Le silence et le manque d'action sont écrasants, avec juste un certain programme de développement ou de sécurité. Les responsables de l'État disent qu'ils se sentent impuissants, car leurs supérieurs pourraient être au service du crime. D'autres s'assurent que les habitants n'osent pas leur parler parce que la méfiance est absolue.
La région de Triple Border est maintenant un angle mort géopolitique. Et pourtant, c'est aussi un champ de bataille crucial dans la lutte mondiale contre le changement climatique, le trafic de drogue et l'autoritarisme.
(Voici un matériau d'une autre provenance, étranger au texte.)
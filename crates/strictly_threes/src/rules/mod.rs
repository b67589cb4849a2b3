//! Game rules for Threes.
//!
//! This module contains pure functions: merge eligibility, tile scores,
//! the single-line shift, and the distributions for new tiles. Rules are
//! separated from the board so they can be tested and composed on their own.

pub mod merge;
pub mod score;
pub mod shift;
pub mod spawn;

pub use merge::merge_values;
pub use score::{score_for_value, total_score};
pub use shift::shift_line;
pub use spawn::{initialize_grid, next_tile_position, next_tile_value};
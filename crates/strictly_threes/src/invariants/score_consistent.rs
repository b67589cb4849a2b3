//! Score consistency invariant: the score is derived from the grid.

use super::super::rules::total_score;
use super::super::state::BoardState;
use super::Invariant;

/// Invariant: outside a pending shift, the score equals the grid's total score.
///
/// A shift leaves the score untouched until its tile is committed, so a
/// pending shift is exempt.
pub struct ScoreConsistentInvariant;

impl Invariant<BoardState> for ScoreConsistentInvariant {
    fn holds(state: &BoardState) -> bool {
        if state.phase().is_pending() {
            return true;
        }
        total_score(state.grid()).is_ok_and(|total| total == state.score())
    }

    fn description() -> &'static str {
        "Score equals the sum of tile scores once no shift is pending"
    }
}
L'Amazon est à une carrefour. Les présidents progressistes, tels que Luiz Inacio Lula da Silva (Brésil) et Gustavo Petro (Colombie), favorisent les programmes environnementaux. Mais avec les élections en 2026 qui approchent dans les deux pays, la fenêtre d'action se ferme. Ci-dessus, le Pérou a promu un cadre juridique favorable à l'expansion du crime, tandis que dans le militariste d'Équateur et les approches répressives prédominent, qui n'assistent pas aux causes structurelles de la violence.
Sur la base de nos recherches, quatre étapes spécifiques pourraient inverser cette trajectoire. Premièrement, les pays amazoniens doivent mettre en œuvre la déclaration de Belém. Cela comprend la coordination de l'échange d'informations et de l'application croisée de la loi axée sur les flux d'argent et les crimes, toujours à partir de l'action sans dommage. Deuxièmement, la gouvernance communautaire et les économies doivent être renforcées en tant que pilier central de sa stratégie de sécurité, avec des garanties des droits de l'homme et de la conservation de l'environnement. Troisièmement, les programmes de substitution des cultures en Colombie doivent aller au-delà des promesses et réaliser des marchés de diplômes fonciers réels et garantir les agriculteurs. Quatrièmement, les négociations de paix avec des groupes tels que les commandes de la frontière devraient se poursuivre, mais uniquement avec les normes ferroneurs des droits de l'homme, de la participation communautaire et de la protection des chefs et défenseurs de l'environnement dans la région.
Sans action coordonnée et inclusion significative des voix locales, la région fait face à l'escalade de la violence et des dommages irréversibles à l'un des écosystèmes les plus critiques du monde.